The World Reimagined is a national art education project taking place this summer to transform how people understand the transatlantic trade in enslaved Africans. The project is launching sculpture trails featuring 103 unique Globes in seven cities across the UK this August. Carolyn Baguma tells us about her role leading the initiative’s community programme.
How did you become involved in the World Reimagined project?
Carolyn Baguma: I was forwarded the consultant role by my professor after becoming an accredited community researcher and publishing my first independent research paper on the women’s identity within the African diaspora. I joined the consultant team researching and developing the community strategy, then came on board as senior community programme manager.
We have seven cities involved in the project, so you can imagine the labyrinth of elements that is involved, so my days are incredibly busy - but so fulfilling! The cities involved are across the UK including Bristol, Birmingham, Leeds, Liverpool City Region, London, Swansea and Leicester. Each city has a dedicated community coordinator who works as an ambassador for the project. My role entails supporting the coordinators to deliver the community programme, as well as having the honour of curating and facilitating our Inspire sessions.
What are the community programme’s main goals?
CB: The ultimate aim is to engage all members of communities in learning about our shared history. We want to connect and showcase community organisations, and to portray that they have been working tirelessly on racial justice for years. Thanks to funding from the Esmée Fairbairn Foundation, we have created grant pots for each host city to support community organisations, to deliver events and activities, as part of our Inspire events. These events will run throughout the Globe trail period (13 August - 31 October) so we really hope to engage with as many people as we can.
Many of the organisations have been working towards racial justice for some time. What insights have they brought?
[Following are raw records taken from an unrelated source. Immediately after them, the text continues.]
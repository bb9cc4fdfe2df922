//! Choosing the serial port the module is attached to.
//!
//! An explicit `--port` or the configured port wins without enumeration.
//! Otherwise ports behind a recognized USB bridge are offered; the rest only
//! show up when nothing recognized is attached or `--list-all-ports` is set.
//! A lone recognized port is taken without asking unless `--confirm-port`.

use {
    crate::{CliError, config::Config},
    anyhow::Result,
    console::style,
    dialoguer::{Confirm, Select, theme::ColorfulTheme},
    log::{debug, info, warn},
    std::io::IsTerminal,
    uwflash::{DetectedPort, DeviceKind, detect_ports},
};

/// Port resolution policy for one invocation.
pub(crate) struct PortPicker<'a> {
    pub config: &'a Config,
    /// `--port`, taken as given.
    pub explicit: Option<&'a str>,
    pub non_interactive: bool,
    pub list_all: bool,
    pub always_confirm: bool,
}

/// Port the update will run on.
#[derive(Debug)]
pub(crate) struct Chosen {
    pub port: DetectedPort,
    /// Built-in bridge or a USB id remembered in the config.
    pub recognized: bool,
}

fn usage(message: impl Into<String>) -> anyhow::Error {
    CliError::Usage(message.into()).into()
}

fn cancelled() -> anyhow::Error {
    CliError::Cancelled("Port selection cancelled".to_string()).into()
}

/// Unwrap a dialoguer answer; Esc and Ctrl-C both cancel.
fn answer<T>(result: dialoguer::Result<Option<T>>) -> Result<T> {
    match result {
        Ok(Some(value)) => Ok(value),
        Ok(None) => Err(cancelled()),
        Err(dialoguer::Error::IO(e)) if e.kind() == std::io::ErrorKind::Interrupted => {
            Err(cancelled())
        },
        Err(dialoguer::Error::IO(e)) => Err(usage(format!("Cannot prompt for a port: {e}"))),
    }
}

impl PortPicker<'_> {
    /// Resolve a port name the user gave, enumerated or not.
    fn named(&self, name: &str) -> Chosen {
        let ports = detect_ports();
        let port = ports
            .iter()
            .find(|p| p.name == name)
            .or_else(|| {
                ports
                    .iter()
                    .find(|p| {
                        p.name
                            .eq_ignore_ascii_case(name)
                    })
            })
            .cloned()
            .unwrap_or_else(|| DetectedPort {
                name: name.to_string(),
                device: DeviceKind::Unknown,
                vid: None,
                pid: None,
                manufacturer: None,
                product: None,
                serial: None,
            });
        self.chosen(port)
    }

    fn chosen(&self, port: DetectedPort) -> Chosen {
        Chosen {
            recognized: self
                .config
                .recognizes(&port),
            port,
        }
    }

    /// Recognized ports first, then the rest when they are to be offered.
    fn candidates(&self, ports: Vec<DetectedPort>) -> Vec<DetectedPort> {
        let (mut recognized, others): (Vec<_>, Vec<_>) = ports
            .into_iter()
            .partition(|p| {
                self.config
                    .recognizes(p)
            });
        if self.list_all || recognized.is_empty() {
            recognized.extend(others);
        }
        recognized
    }

    pub fn pick(&self) -> Result<Chosen> {
        if let Some(name) = self.explicit {
            return Ok(self.named(name));
        }
        if let Some(name) = &self
            .config
            .port
            .connection
            .serial
        {
            debug!("Using port from config: {name}");
            return Ok(self.named(name));
        }

        let mut candidates = self.candidates(detect_ports());
        if candidates.is_empty() {
            return Err(usage("No serial ports found; connect the module or pass --port"));
        }

        if candidates.len() == 1 {
            let only = self.chosen(candidates.remove(0));
            if self.non_interactive || (only.recognized && !self.always_confirm) {
                info!(
                    "Auto-selected port: {} [{}]",
                    only.port
                        .name,
                    only.port
                        .device
                        .name()
                );
                return Ok(only);
            }
            candidates.push(only.port);
        } else if self.non_interactive {
            return Err(usage(
                "Multiple serial ports found; use --port to choose one in non-interactive mode",
            ));
        }

        self.prompt(candidates)
    }

    fn prompt(&self, mut candidates: Vec<DetectedPort>) -> Result<Chosen> {
        if !(std::io::stdin().is_terminal() && std::io::stderr().is_terminal()) {
            return Err(usage("Port selection needs an interactive terminal; use --port"));
        }

        eprintln!(
            "{} {} candidate serial port(s); recognized bridges are listed first",
            style("ℹ").blue(),
            candidates.len()
        );
        let width = usize::from(
            console::Term::stderr()
                .size()
                .1,
        )
        .saturating_sub(4);
        let labels: Vec<String> = candidates
            .iter()
            .map(|p| console::truncate_str(&port_label(p, self.config), width, "…").into_owned())
            .collect();

        let index = answer(
            Select::with_theme(&ColorfulTheme::default())
                .with_prompt("Serial port of the module")
                .items(&labels)
                .default(0)
                .interact_opt(),
        )?;
        if index >= candidates.len() {
            return Err(anyhow::anyhow!("Port index {index} out of range"));
        }
        Ok(self.chosen(candidates.swap_remove(index)))
    }
}

/// One line of the selection list: name, bridge type or USB id, the bridge
/// serial used for bit-bang entry, and the product string.
fn port_label(port: &DetectedPort, config: &Config) -> String {
    let mut label = if config.recognizes(port) {
        style(&port.name)
            .bold()
            .to_string()
    } else {
        port.name
            .clone()
    };

    if port
        .device
        .is_known()
    {
        label.push_str(&format!(
            " [{}]",
            style(
                port.device
                    .name()
            )
            .yellow()
        ));
    } else if let (Some(vid), Some(pid)) = (port.vid, port.pid) {
        label.push_str(&format!(" ({vid:04X}:{pid:04X})"));
    }
    if let Some(serial) = port
        .serial
        .as_deref()
        .filter(|_| port.supports_bitbang_entry())
    {
        label.push_str(&format!(" SN {serial}"));
    }
    if let Some(product) = &port.product {
        label.push_str(&format!(" - {}", style(product).dim()));
    }
    label
}

/// Offer to remember an unrecognized USB bridge so later runs auto-select it.
pub(crate) fn offer_to_remember(port: &DetectedPort, config: &mut Config) {
    let (Some(vid), Some(pid)) = (port.vid, port.pid) else {
        return;
    };
    if config.recognizes(port) {
        return;
    }

    let remember = answer(
        Confirm::with_theme(&ColorfulTheme::default())
            .with_prompt(format!("Remember USB device {vid:04X}:{pid:04X} for auto-detection?"))
            .default(false)
            .interact_opt(),
    )
    .unwrap_or(false);
    if remember {
        if let Err(e) = config.remember_usb_device(vid, pid) {
            warn!("Failed to save port configuration: {e}");
        }
    }
}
CB: Many are underfunded and unrecognised. We wanted to create a programme that will not only allow us to showcase their work, but to connect with different audiences and build capacity. The Inspire sessions are an opportunity to share skills and knowledge, and create a space where people can connect with organisations and individuals to which they may not otherwise have access. We also wanted to make sure any space that is created is a safe one - for everyone to feel comfortable about sharing and talking about things that aren’t necessarily always easy.
How have communities responded to the themes?
CB: Certain themes have excited them, but we are conscious that some themes might be a trigger to some people. Care and wellbeing are a priority, and we have resources available for this. The themes expose uncomfortable truths, but we must get comfortable with the uncomfortable. We are living in a key moment for racial justice, and it calls on us all to courageously face this history. We need to be honest, and to have empathy and grace, so we can create a new future in which all can say “I am seen”.
What's the most important thing to bear in mind about undertaking this type of community work?
We are aware that there are a lot of community partners that have already been doing the work of racial justice, but with limited funds, capacity or support. We had to reassure the communities that this programme is not about us, but about the work they are already doing. We deliberately named the community programme Inspire for this reason! It’s for them; and their hard work, and that is one of the legacies of the project we hope to fulfil.
In what ways has the discourse about racial justice evolved since the Black Lives Matter protests of 2020?
CB: When we saw the extraordinary outpouring of emotion after the murder of George Floyd, we realised that a significant portion of the public wanted to understand this history. Without knowing about our full history, we risk having a distorted and sanitised view of the country. We need to make sense of our history, including its dark chapters.
It's great to see that there is a willingness, more than ever, to try and better understand the issues of the transatlantic trade in enslaved Africans and engage in the process of self-education, using the power of art to tell stories and engage people in this history.